What this task involves: Look over the lines below. Report each one that includes the string "word".

(Stored data entries)
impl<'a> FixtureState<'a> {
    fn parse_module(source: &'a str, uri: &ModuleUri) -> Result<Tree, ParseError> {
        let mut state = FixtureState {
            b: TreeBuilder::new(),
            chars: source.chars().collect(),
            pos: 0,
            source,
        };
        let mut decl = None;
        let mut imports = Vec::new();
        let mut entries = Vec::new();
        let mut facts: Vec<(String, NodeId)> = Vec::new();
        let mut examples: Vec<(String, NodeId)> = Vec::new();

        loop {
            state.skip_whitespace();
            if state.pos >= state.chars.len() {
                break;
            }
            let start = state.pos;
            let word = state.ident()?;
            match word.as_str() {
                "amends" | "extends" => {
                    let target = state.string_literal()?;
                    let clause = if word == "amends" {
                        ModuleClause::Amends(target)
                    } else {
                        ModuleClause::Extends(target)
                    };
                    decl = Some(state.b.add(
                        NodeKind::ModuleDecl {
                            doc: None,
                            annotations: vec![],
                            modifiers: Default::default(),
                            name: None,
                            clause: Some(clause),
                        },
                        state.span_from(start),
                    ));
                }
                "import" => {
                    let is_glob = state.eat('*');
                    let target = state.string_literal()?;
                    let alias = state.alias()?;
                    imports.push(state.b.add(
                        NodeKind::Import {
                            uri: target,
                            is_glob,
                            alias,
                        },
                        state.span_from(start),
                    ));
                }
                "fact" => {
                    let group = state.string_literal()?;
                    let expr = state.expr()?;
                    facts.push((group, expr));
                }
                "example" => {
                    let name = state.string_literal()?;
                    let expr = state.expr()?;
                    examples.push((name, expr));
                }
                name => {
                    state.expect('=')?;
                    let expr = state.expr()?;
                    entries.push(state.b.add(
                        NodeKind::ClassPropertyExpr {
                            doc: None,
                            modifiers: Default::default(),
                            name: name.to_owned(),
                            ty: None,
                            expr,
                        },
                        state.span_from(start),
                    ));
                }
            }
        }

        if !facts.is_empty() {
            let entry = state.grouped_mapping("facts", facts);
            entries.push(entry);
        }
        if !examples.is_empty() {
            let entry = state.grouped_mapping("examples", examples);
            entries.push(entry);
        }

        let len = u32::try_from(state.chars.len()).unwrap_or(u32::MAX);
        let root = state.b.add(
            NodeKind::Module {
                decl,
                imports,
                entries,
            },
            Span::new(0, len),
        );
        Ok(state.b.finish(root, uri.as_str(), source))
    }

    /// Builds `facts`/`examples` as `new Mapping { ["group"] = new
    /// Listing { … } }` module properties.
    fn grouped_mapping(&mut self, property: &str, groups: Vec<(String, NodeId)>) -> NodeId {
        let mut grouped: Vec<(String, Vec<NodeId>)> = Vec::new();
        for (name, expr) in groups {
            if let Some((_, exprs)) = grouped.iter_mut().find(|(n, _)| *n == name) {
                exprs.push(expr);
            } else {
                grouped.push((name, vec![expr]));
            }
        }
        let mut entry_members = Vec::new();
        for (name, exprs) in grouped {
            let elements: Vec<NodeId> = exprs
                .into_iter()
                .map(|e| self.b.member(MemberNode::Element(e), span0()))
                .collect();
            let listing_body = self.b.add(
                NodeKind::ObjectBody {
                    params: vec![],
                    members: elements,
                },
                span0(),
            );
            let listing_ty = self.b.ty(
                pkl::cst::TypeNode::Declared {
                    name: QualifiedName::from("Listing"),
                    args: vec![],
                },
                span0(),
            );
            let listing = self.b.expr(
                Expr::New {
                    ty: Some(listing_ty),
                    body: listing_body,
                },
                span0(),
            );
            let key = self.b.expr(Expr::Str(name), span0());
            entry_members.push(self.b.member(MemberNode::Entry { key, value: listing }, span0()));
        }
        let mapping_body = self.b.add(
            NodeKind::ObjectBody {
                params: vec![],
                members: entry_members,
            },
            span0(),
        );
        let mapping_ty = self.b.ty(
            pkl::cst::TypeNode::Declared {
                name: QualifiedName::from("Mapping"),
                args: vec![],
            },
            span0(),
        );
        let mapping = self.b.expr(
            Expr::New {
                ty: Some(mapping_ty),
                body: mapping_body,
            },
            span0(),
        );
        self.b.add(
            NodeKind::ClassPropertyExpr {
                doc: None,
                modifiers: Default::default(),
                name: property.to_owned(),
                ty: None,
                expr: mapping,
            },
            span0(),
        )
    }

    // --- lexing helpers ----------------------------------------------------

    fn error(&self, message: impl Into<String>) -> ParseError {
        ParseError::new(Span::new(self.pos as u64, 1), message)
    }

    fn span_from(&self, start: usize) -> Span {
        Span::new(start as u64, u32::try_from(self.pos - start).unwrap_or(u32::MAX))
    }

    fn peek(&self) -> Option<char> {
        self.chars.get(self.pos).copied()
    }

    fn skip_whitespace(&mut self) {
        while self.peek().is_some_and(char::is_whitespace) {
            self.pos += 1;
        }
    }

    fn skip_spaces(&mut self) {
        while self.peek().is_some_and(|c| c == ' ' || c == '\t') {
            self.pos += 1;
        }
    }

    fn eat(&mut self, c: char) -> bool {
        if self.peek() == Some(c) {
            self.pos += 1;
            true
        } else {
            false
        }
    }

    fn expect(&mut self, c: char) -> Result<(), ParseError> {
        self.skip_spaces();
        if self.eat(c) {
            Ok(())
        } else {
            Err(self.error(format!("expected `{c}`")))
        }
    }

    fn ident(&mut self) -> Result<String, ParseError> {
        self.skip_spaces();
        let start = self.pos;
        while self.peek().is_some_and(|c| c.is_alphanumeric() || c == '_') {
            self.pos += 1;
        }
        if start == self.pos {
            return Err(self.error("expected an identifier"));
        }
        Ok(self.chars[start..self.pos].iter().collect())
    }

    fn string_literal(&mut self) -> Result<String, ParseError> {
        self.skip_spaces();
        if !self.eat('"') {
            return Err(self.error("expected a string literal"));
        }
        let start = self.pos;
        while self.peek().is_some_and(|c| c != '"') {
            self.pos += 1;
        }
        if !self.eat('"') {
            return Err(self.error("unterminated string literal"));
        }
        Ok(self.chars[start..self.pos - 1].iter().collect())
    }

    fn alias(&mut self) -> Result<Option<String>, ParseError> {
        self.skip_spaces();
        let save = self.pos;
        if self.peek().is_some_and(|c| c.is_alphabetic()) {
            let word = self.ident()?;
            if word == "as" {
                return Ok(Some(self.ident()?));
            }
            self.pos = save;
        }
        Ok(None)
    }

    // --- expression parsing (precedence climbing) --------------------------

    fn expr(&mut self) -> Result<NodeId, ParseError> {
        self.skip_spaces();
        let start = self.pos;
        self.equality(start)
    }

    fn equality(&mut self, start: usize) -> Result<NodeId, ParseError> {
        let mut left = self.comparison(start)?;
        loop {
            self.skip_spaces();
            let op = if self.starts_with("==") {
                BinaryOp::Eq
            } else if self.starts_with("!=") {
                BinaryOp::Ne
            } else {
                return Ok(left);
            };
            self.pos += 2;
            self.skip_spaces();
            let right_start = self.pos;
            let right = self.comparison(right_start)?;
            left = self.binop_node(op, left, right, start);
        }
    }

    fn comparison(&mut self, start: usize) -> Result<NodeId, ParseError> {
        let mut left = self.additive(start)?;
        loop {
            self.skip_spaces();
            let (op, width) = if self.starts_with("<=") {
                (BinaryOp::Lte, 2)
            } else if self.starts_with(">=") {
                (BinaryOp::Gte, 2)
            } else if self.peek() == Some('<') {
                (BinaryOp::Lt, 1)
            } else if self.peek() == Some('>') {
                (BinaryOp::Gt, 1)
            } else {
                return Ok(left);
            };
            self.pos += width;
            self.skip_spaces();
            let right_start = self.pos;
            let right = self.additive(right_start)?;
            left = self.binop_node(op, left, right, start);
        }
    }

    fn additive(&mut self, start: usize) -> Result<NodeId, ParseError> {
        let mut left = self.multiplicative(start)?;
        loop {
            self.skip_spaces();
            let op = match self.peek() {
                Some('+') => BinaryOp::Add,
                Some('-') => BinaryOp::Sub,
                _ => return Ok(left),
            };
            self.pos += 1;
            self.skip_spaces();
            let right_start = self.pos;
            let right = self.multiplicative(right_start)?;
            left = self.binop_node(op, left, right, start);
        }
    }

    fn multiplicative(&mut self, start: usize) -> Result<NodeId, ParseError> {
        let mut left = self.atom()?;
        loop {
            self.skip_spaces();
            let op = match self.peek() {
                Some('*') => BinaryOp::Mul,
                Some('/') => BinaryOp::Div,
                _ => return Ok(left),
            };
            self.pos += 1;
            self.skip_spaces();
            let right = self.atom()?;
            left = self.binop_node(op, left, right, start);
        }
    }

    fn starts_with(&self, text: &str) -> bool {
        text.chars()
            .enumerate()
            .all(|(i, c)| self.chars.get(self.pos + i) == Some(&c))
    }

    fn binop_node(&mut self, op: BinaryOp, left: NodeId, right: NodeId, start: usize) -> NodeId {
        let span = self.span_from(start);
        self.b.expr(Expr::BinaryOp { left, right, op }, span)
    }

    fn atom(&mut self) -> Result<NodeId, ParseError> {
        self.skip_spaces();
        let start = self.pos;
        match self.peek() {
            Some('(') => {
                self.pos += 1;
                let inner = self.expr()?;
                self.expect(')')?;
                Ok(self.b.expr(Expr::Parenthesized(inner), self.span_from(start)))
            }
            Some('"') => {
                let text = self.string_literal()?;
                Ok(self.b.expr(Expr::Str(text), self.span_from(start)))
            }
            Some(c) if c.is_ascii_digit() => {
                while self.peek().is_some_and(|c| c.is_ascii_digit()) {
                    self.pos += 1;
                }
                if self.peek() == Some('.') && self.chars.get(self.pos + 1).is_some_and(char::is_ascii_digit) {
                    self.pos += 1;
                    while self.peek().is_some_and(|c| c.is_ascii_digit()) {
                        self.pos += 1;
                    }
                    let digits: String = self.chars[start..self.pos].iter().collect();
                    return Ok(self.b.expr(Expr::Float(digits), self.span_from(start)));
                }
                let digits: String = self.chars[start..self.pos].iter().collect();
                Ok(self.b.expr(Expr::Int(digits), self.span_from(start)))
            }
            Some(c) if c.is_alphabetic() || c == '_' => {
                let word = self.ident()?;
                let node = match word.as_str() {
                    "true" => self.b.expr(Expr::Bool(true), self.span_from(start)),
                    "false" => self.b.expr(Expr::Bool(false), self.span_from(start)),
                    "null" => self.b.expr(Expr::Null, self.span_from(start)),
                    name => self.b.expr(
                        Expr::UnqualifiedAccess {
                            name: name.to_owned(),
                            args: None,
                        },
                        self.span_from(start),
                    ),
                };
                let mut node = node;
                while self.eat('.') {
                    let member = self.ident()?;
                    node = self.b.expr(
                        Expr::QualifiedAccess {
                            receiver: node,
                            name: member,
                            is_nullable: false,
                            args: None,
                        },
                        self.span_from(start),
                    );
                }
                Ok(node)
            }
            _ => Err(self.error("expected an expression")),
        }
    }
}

==

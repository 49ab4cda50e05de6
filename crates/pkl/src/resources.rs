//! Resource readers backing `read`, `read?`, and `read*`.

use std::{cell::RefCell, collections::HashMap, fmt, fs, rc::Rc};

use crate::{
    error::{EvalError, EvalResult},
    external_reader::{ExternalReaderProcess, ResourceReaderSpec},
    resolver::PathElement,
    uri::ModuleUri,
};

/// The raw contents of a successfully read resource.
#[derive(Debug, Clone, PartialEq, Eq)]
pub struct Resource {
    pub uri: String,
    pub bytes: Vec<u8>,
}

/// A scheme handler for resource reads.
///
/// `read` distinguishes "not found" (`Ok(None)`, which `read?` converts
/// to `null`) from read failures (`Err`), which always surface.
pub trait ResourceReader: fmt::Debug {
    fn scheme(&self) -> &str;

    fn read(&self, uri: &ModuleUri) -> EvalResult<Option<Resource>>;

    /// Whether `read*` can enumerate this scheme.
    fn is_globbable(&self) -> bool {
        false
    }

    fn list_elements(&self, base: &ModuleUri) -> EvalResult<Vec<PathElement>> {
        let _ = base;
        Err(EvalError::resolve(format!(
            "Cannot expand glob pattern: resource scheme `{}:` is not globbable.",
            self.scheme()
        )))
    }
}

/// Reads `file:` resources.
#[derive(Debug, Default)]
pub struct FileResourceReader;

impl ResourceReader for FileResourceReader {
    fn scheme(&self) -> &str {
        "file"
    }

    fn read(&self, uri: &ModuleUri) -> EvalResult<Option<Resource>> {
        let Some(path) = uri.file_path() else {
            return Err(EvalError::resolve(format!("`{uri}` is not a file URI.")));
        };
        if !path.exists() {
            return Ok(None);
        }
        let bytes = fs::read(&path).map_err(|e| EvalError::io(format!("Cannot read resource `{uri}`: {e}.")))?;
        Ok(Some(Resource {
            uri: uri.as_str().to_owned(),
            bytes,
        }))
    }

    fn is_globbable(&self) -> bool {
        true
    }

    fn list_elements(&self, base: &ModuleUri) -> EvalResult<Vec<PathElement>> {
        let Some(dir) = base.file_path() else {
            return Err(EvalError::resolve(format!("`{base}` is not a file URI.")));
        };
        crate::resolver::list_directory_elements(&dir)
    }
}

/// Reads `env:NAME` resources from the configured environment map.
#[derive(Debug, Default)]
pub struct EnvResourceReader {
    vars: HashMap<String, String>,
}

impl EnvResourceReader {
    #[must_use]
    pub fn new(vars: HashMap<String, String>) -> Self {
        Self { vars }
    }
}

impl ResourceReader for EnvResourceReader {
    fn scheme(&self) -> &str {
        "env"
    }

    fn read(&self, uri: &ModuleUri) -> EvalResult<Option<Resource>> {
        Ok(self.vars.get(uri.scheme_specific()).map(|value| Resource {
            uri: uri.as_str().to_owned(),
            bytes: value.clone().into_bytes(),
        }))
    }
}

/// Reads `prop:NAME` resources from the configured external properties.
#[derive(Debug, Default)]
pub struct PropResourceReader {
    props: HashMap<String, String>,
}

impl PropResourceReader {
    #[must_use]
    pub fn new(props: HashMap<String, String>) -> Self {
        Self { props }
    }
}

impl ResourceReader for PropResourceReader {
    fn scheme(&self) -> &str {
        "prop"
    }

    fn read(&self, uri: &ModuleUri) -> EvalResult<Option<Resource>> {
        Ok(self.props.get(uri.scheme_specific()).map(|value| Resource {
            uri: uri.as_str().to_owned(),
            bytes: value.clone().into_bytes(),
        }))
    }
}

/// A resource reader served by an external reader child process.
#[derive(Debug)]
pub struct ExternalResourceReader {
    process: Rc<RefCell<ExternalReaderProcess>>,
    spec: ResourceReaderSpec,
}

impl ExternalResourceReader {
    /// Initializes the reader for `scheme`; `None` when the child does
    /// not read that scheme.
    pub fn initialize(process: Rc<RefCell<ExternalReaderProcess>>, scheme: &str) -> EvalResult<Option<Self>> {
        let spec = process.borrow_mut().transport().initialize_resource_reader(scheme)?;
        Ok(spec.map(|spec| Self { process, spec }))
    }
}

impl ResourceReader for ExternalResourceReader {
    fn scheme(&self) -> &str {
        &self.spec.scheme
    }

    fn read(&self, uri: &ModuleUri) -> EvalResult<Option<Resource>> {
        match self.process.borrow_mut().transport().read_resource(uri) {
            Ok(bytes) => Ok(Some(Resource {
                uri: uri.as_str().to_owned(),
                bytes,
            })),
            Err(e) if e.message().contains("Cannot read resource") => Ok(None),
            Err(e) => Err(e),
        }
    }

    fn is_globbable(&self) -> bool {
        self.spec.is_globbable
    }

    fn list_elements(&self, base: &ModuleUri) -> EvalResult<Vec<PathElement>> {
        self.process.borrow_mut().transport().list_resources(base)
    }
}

Task answer:
            let word = state.ident()?;
            match word.as_str() {
                    let clause = if word == "amends" {
            let word = self.ident()?;
            if word == "as" {
                let word = self.ident()?;
                let node = match word.as_str() {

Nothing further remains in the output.